The Java Development Kit (JDK) provides a package called java.util.regex. It is an API for matching patterns of text, which is also known as “regular expressions” or “Regex”.

Using this API, it is very possible to create both simple and complex Regex patterns. The JDK provides full support for regular expressions that includes java.lang.String methods which accept string patterns and performing following operations on them like:

  • creating/managing compiled patterns,
  • matching strings against patterns,
  • splitting strings according to patterns,
  • replacing parts of strings according to patterns.

How Regular Expressions Work

Regular expressions work by matching the provided pattern with the target string, character by character from left to right, and if they match then it returns a “match” and if they don’t match then it returns a “no match”.

Regular expressions are an essential part of many developer’s toolbox. They can be used in applications like .NET, JavaScript, Java, PHP and Python to perform various tasks ranging from validating data to searching patterns or extracting information. For example, you could use them to validate text input (e.g. user name or password), extract data from HTML or XML files or even find all instances of a pattern in large log files.

Need for regular expressions

Patterns in programming are very common. Whether you are writing a program to find and replace text, extract data from a web site, build a UI or create XML files - there will be some sort of pattern you need to match and use as part of your code.

Before regular expressions the only way that computers could find patterns in text was to search for word starting at the left most character of a string. This makes it hard to perform complex operations like ‘find all email addresses’ or ‘get all numbers from this site’.

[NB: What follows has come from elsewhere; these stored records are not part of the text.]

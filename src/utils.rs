//! Utils

use clap::{Parser, ValueEnum};

use crate::solvers::dynamic::Strategy;

/// Arguments for the portfolio demo
#[derive(Debug, Parser)]
pub struct ExamplePortfolioArgs {
    /// Fixture set to load from `fixtures/portfolios`
    #[clap(short, long, default_value = "small")]
    pub fixture: String,

    /// Budget override (e.g., "250.00 EUR")
    #[clap(short, long)]
    pub budget: Option<String>,

    /// Value table storage
    #[clap(short, long, value_enum, default_value_t = StrategyArg::Full)]
    pub strategy: StrategyArg,

    /// Refuse to solve if the value table would need more cells than this
    #[clap(long)]
    pub max_cells: Option<usize>,

    /// Log filter used when `RUST_LOG` is not set
    #[clap(long, default_value = "warn")]
    pub log: String,
}

/// Value table storage, as a command line value
#[derive(Debug, Clone, Copy, PartialEq, Eq, ValueEnum)]
pub enum StrategyArg {
    /// Full value table
    Full,

    /// Rolling row and decision bits
    Compact,
}

impl From<StrategyArg> for Strategy {
    fn from(arg: StrategyArg) -> Self {
        match arg {
            StrategyArg::Full => Strategy::FullTable,
            StrategyArg::Compact => Strategy::Compact,
        }
    }
}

Regular expressions change all of that - they allow you to write patterns that will find what you are looking for, and ignore everything else.

Regular expressions help us parse useful information, such as dates, phone numbers, or zip codes, from important text files such as code, log files, spreadsheets, or documents.

As we have seen in the example above, regular expressions can scan the string from left to right to look for matches to a given pattern.

Applications of regular expressions

A regular expression can be used in many different situations. Most commonly they are used to find matches for a pattern in text - either with String methods like “findAll” or by building your own engine that works with Java Regular Expressions.

The term pattern matching is often used synonymously with ‘regular expression’. Searching text for matches is just one use of regular expressions. You can also use them to build dynamic user interfaces, create XML files and perform complex operations using the Java API for Regular Expressions.

Regular expressions are primarily used to perform the following operations on textual data:

Use Cases Examples
String-based pattern matching - Extracting IP addresses from a server log file.
Searching and replacing - Searching for sensitive information like credit-card numbers and masking it as XXXX-XXXX-XXXX-XXXX in text document.
Performing string manipulation in a document - Converting all the strings representing date in a text document from DD-MM-YYYY format to MM-DD-YYYY format.
Data validation - Validation of input data values like phone numbers, zip codes, email addresses, etc.
Extracting information - Extracting hashtags from a document containing tweets or blog posts

In Java, we represent regular expressions with a unique pattern language. The format of these patterns is similar to the way regular expressions are represented in the Perl programming language. We will learn complete details about this pattern language later in this course.